Track down every line below that holds "nothing" and copy it.

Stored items
%%
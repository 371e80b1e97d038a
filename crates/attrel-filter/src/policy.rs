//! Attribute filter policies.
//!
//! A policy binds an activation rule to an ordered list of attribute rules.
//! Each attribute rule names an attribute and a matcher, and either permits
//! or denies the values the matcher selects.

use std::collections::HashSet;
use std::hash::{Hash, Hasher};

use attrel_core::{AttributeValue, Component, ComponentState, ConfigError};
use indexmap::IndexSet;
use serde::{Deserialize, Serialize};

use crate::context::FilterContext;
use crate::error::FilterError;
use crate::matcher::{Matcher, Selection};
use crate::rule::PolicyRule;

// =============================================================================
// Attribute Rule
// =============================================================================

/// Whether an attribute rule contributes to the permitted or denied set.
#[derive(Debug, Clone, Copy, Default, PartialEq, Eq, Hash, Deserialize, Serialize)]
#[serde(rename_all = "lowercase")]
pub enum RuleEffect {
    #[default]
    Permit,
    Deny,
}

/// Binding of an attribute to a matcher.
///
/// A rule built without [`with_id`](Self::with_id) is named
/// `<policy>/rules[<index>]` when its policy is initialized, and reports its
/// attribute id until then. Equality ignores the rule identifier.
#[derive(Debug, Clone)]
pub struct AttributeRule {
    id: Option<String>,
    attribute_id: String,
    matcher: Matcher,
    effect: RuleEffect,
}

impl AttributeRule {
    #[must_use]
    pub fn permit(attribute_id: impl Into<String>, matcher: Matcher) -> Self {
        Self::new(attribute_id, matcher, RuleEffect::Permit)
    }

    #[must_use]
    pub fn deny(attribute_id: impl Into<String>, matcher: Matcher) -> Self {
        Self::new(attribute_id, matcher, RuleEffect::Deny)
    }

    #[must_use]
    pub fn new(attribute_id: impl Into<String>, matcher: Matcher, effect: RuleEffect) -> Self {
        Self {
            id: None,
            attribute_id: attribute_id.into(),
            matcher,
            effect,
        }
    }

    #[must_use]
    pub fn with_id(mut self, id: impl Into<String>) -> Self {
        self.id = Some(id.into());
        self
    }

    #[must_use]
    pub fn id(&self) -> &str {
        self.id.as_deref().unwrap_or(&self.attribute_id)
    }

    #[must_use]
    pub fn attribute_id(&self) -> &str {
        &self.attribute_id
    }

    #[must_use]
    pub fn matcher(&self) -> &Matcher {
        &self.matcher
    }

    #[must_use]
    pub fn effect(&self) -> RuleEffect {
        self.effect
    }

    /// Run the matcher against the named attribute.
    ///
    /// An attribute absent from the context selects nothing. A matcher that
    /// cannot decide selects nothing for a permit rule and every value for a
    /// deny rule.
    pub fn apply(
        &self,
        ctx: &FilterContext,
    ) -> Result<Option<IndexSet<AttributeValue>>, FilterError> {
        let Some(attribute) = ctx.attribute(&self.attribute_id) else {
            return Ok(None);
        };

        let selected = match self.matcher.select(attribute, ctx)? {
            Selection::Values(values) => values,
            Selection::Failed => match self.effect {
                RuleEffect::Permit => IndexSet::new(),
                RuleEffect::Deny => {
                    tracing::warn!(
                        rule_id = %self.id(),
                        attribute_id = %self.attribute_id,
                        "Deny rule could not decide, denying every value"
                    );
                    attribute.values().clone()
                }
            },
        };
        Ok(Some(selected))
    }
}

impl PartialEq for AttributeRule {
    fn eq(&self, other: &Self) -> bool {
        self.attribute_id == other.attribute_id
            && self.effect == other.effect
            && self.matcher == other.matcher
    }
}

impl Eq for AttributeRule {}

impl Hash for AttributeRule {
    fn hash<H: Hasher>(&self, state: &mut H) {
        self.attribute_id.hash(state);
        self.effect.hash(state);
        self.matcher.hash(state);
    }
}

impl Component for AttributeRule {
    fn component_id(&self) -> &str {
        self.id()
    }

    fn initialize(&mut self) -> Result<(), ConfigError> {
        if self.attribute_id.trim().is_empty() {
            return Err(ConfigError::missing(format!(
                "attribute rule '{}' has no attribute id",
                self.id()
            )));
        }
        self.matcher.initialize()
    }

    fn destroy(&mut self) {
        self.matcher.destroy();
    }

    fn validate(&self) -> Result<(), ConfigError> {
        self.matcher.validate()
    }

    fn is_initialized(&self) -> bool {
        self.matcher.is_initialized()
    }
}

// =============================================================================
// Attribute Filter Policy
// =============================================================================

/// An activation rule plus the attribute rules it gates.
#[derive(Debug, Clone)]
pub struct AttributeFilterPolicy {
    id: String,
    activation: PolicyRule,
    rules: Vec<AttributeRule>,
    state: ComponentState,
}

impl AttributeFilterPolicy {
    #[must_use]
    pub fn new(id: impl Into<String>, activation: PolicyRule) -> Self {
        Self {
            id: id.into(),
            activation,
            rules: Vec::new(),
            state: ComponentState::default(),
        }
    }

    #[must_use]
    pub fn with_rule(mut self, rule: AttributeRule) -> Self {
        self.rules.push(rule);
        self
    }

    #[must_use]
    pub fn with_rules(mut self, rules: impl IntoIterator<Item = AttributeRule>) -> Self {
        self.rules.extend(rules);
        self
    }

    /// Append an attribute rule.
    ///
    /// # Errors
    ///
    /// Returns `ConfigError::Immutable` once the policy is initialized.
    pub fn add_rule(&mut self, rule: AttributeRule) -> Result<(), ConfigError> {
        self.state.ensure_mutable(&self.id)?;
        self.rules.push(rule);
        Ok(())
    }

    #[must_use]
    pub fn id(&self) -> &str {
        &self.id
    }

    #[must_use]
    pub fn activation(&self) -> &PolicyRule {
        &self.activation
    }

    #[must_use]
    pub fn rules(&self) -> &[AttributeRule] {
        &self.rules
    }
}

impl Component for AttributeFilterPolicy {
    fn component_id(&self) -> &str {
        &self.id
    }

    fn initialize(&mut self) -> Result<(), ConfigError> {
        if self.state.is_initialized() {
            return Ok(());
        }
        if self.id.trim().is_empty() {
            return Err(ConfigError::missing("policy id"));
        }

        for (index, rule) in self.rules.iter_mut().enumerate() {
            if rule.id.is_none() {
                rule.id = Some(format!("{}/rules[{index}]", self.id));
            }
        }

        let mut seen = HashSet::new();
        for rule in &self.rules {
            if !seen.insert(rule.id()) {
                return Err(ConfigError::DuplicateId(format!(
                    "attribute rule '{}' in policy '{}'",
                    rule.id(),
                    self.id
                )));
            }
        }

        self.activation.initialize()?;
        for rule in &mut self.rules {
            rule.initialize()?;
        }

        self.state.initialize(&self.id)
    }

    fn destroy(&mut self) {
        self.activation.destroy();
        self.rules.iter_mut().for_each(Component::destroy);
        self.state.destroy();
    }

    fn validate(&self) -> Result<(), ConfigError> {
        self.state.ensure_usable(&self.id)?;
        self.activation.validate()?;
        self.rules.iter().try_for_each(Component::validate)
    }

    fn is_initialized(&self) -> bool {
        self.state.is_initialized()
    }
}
%%
_Output of the exercise_
    /// An attribute absent from the context selects nothing. A matcher that
    /// cannot decide selects nothing for a permit rule and every value for a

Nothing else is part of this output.